Charles Hopkins: Okay, have you heard the term that the revolution would not be televised?
Lumumba Akinwole-Bandele: Yes, sir.
Charles Hopkins: And that’s the last point I think Gil Scott Heron came out and said the same thing. So my question to you is in your coalition building, how do y’all come start from being commercialized? We see that they are systematically commercializing Black Lives Matter, so how do y’all in a coalition fashion be able to maintain separate that y’all identity in terms of revolutionary politics and be effective in your coalition builder?
Lumumba Akinwole-Bandele: Right. Well, I think part of what we recognize is that there’s an innate responsibility to have some accountability attached to the organizational infrastructure. If you don’t have a base that you’re organizing, if you are organizing just a few of your friends and you all agree, or if you are organizing, we’re just a small leadership body of people and you all have the same interest, that’s not an organization. That’s a group of friends. We have, in our particular organization, people who live in our communities, people who are from different spaces, and we have a process. We have to go back to folks and say, look, this is what we have as an idea, what do you think? If they say no, we got to switch it up. This is not the Lumumba show, this is not the Bandele show, this is actually a collective and we are held responsible, not only by the members of our organization, but those in our community, because we got to come back to this place where we live.

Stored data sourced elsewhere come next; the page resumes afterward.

// src/merge/pg_store.rs

use async_trait::async_trait;
use sqlx::{PgPool, Postgres, Transaction};
use uuid::Uuid;

use super::store::{MergeTx, PatientLookup, PatientStore, RelatedEntity, StoreError};
use crate::models::{
    MergeLog, MergeLogRow, NewMergeLog, PatientIdentity, PatientState, MergeState,
};

/// lock_not_available, raised when `lock_timeout` expires
const PG_LOCK_NOT_AVAILABLE: &str = "55P03";
/// query_canceled, raised when `statement_timeout` expires
const PG_QUERY_CANCELED: &str = "57014";

fn map_db_error(e: sqlx::Error) -> StoreError {
    if let Some(db) = e.as_database_error() {
        if let Some(code) = db.code() {
            if code == PG_LOCK_NOT_AVAILABLE || code == PG_QUERY_CANCELED {
                return StoreError::Unavailable(format!("lock or statement timeout: {db}"));
            }
        }
    }
    StoreError::Database(e)
}

pub struct PgPatientStore {
    pool: PgPool,
    lock_timeout_ms: u64,
}

impl PgPatientStore {
    pub fn new(pool: PgPool, lock_timeout_ms: u64) -> Self {
        Self {
            pool,
            lock_timeout_ms,
        }
    }
}

async fn fetch_state<'e, E>(executor: E, patient_id: Uuid) -> Result<Option<PatientState>, StoreError>
where
    E: sqlx::PgExecutor<'e>,
{
    sqlx::query_as::<_, PatientState>(
        r#"
        SELECT patient_id, merge_state, merged_into
        FROM patient
        WHERE patient_id = $1
        "#,
    )
    .bind(patient_id)
    .fetch_optional(executor)
    .await
    .map_err(map_db_error)
}

#[async_trait]
impl PatientStore for PgPatientStore {
    async fn active_identities(&self) -> Result<Vec<PatientIdentity>, StoreError> {
        let rows = sqlx::query_as::<_, PatientIdentity>(
            r#"
            SELECT
              p.patient_id,
              p.first_name,
              p.last_name,
              COALESCE(
                array_agg(pn.phone_number::text) FILTER (WHERE pn.phone_number IS NOT NULL),
                '{}'
              ) AS phones,
              p.email,
              p.created_at
            FROM patient p
            LEFT JOIN phone_number pn ON pn.patient_id = p.patient_id
            WHERE p.merge_state = $1
            GROUP BY p.patient_id
            ORDER BY p.created_at ASC, p.patient_id ASC
            "#,
        )
        .bind(MergeState::Active)
        .fetch_all(&self.pool)
        .await
        .map_err(map_db_error)?;

        Ok(rows)
    }

    async fn patient_state(&self, patient_id: Uuid) -> Result<Option<PatientState>, StoreError> {
        fetch_state(&self.pool, patient_id).await
    }

    async fn begin(&self) -> Result<Box<dyn MergeTx>, StoreError> {
        let mut tx = self.pool.begin().await.map_err(map_db_error)?;

        // SET LOCAL does not take bind parameters
        let settings = [
            format!("SET LOCAL lock_timeout = '{}ms'", self.lock_timeout_ms),
            format!("SET LOCAL statement_timeout = '{}ms'", self.lock_timeout_ms * 2),
        ];
        for sql in &settings {
            sqlx::query(sql)
                .execute(&mut *tx)
                .await
                .map_err(map_db_error)?;
        }

        Ok(Box::new(PgMergeTx { tx }))
    }

    async fn list_merge_logs(
        &self,
        patient_id: Option<Uuid>,
        limit: i64,
    ) -> Result<Vec<MergeLog>, StoreError> {
        let rows = sqlx::query_as::<_, MergeLogRow>(
            r#"
            SELECT merge_log_id, source_patient_id, target_patient_id, strategy,
                   merged_by_user_id, merged_at, relationship_snapshot
            FROM merge_log
            WHERE $1::uuid IS NULL
               OR source_patient_id = $1
               OR target_patient_id = $1
            ORDER BY merged_at DESC, merge_log_id DESC
            LIMIT $2
            "#,
        )
        .bind(patient_id)
        .bind(limit)
        .fetch_all(&self.pool)
        .await
        .map_err(map_db_error)?;

        Ok(rows.into_iter().map(MergeLog::from).collect())
    }

    async fn get_merge_log(&self, merge_log_id: Uuid) -> Result<Option<MergeLog>, StoreError> {
        let row = sqlx::query_as::<_, MergeLogRow>(
            r#"
            SELECT merge_log_id, source_patient_id, target_patient_id, strategy,
                   merged_by_user_id, merged_at, relationship_snapshot
            FROM merge_log
            WHERE merge_log_id = $1
            "#,
        )
        .bind(merge_log_id)
        .fetch_optional(&self.pool)
        .await
        .map_err(map_db_error)?;

        Ok(row.map(MergeLog::from))
    }
}

/// One merge transaction. Dropped without commit, sqlx rolls it back.
pub struct PgMergeTx {
    tx: Transaction<'static, Postgres>,
}

#[async_trait]
impl PatientLookup for PgMergeTx {
    async fn patient_state(&mut self, patient_id: Uuid) -> Result<Option<PatientState>, StoreError> {
        fetch_state(&mut *self.tx, patient_id).await
    }
}

#[async_trait]
impl MergeTx for PgMergeTx {
    async fn lock_patients(&mut self, patient_ids: &[Uuid]) -> Result<Vec<PatientState>, StoreError> {
        // fixed lock order so two merges over the same pair cannot deadlock
        let rows = sqlx::query_as::<_, PatientState>(
            r#"
            SELECT patient_id, merge_state, merged_into
            FROM patient
            WHERE patient_id = ANY($1)
            ORDER BY patient_id
            FOR UPDATE
            "#,
        )
        .bind(patient_ids)
        .fetch_all(&mut *self.tx)
        .await
        .map_err(map_db_error)?;

        Ok(rows)
    }

    async fn count_references(
        &mut self,
        entity: RelatedEntity,
        patient_id: Uuid,
    ) -> Result<u64, StoreError> {
        let sql = format!(
            "SELECT COUNT(*) FROM {} WHERE {} = $1",
            entity.table(),
            entity.patient_column()
        );
        let n: i64 = sqlx::query_scalar(&sql)
            .bind(patient_id)
            .fetch_one(&mut *self.tx)
            .await
            .map_err(map_db_error)?;

        Ok(n.max(0) as u64)
    }

    async fn reassign(
        &mut self,
        entity: RelatedEntity,
        from: Uuid,
        to: Uuid,
    ) -> Result<u64, StoreError> {
        let sql = format!(
            "UPDATE {table} SET {col} = $1 WHERE {col} = $2",
            table = entity.table(),
            col = entity.patient_column()
        );
        let res = sqlx::query(&sql)
            .bind(to)
            .bind(from)
            .execute(&mut *self.tx)
            .await
            .map_err(map_db_error)?;

        Ok(res.rows_affected())
    }

    async fn demote_source_primary_phone(
        &mut self,
        source_id: Uuid,
        target_id: Uuid,
    ) -> Result<u64, StoreError> {
        let res = sqlx::query(
            r#"
            UPDATE phone_number
            SET is_primary = false, updated_at = now()
            WHERE patient_id = $1
              AND is_primary = true
              AND EXISTS (
                SELECT 1 FROM phone_number
                WHERE patient_id = $2 AND is_primary = true
              )
            "#,
        )
        .bind(source_id)
        .bind(target_id)
        .execute(&mut *self.tx)
        .await
        .map_err(map_db_error)?;

        Ok(res.rows_affected())
    }

    async fn mark_merged(&mut self, source_id: Uuid, target_id: Uuid) -> Result<(), StoreError> {
        let res = sqlx::query(
            r#"
            UPDATE patient
            SET merge_state = $1, merged_into = $2
            WHERE patient_id = $3
              AND merge_state = $4
            "#,
        )
        .bind(MergeState::Merged)
        .bind(target_id)
        .bind(source_id)
        .bind(MergeState::Active)
        .execute(&mut *self.tx)
        .await
        .map_err(map_db_error)?;

        if res.rows_affected() != 1 {
            return Err(StoreError::Unavailable(format!(
                "patient {source_id} changed state while locked"
            )));
        }
        Ok(())
    }

    async fn insert_merge_log(&mut self, log: &NewMergeLog) -> Result<MergeLog, StoreError> {
        let row = sqlx::query_as::<_, MergeLogRow>(
            r#"
            INSERT INTO merge_log (
              source_patient_id,
              target_patient_id,
              strategy,
              merged_by_user_id,
              merged_at,
              relationship_snapshot
            )
            VALUES ($1,$2,$3,$4,$5,$6)
            RETURNING merge_log_id, source_patient_id, target_patient_id, strategy,
                      merged_by_user_id, merged_at, relationship_snapshot
            "#,
        )
        .bind(log.source_patient_id)
        .bind(log.target_patient_id)
        .bind(log.strategy)
        .bind(log.merged_by_user_id)
        .bind(log.merged_at)
        .bind(sqlx::types::Json(&log.relationship_snapshot))
        .fetch_one(&mut *self.tx)
        .await
        .map_err(map_db_error)?;

        Ok(row.into())
    }

    async fn commit(self: Box<Self>) -> Result<(), StoreError> {
        self.tx.commit().await.map_err(map_db_error)
    }
}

And people, like I said, the same way that they came to the courthouse and supported us when we were arrested is the same way they will tell us no, what y’all doing is not it, what y’all doing is not what we want. And that kind of engagement and relationship is absolutely necessary. And let me be clear, it’s not going to always be flowers. There’s a process that we have to have with both listening to, but also informing and engaging with our community because our community doesn’t have all of the information sometimes, so we say, okay, how about if we share this with you, what do you now think? It’s a process.
We have to make sure that we are engaging in this dialogue regularly. The other thing is understanding that this particular concept becomes far more complicated with technology. It’s easy for people to develop followers on these social platforms, and people mistake that as a base. That’s not a base. Sure, you can be influential because you can get people to do certain things, but that’s not an actual organized base. There’s a difference. And so we recognize that we have to always be a part of a process that anchors our work and community accountability. When I go home I need to be able to look at my neighbors and be able to say, yeah, this is what I’m doing and I’m doing this on behalf of you, on behalf of our block, on behalf of our community, because this is why we do what we do.
And when we do that, that helps us recognize the co-optation that’s out there, we’ll not win. And I have to say this also, it’s important to recognize that part of that co-optation is disinformation. There’s a lot of disinformation, particularly about BLM, out there that we as an organization have been trying to make it our business to correct, this idea that they have been getting money from X, Y, and Z, and doing a lot of that has just been false information. And so we have to be real clear about where people are, verify information, and always be about an honest, open dialogue with our communities.
Eddie Conway: Okay. Thank you Lumumba for joining us. That’s a good overview of the Malcolm X Grassroots Organization. And thank you Mansa Musa for backing me up here.
Charles Hopkins: You’re welcome.
Lumumba Akinwole-Bandele: I appreciate y’all for having me, man. Thank you so much. It’s always good to be in conversation with y’all.
Eddie Conway: Okay. And thank you for joining this episode of Rattling The Bars.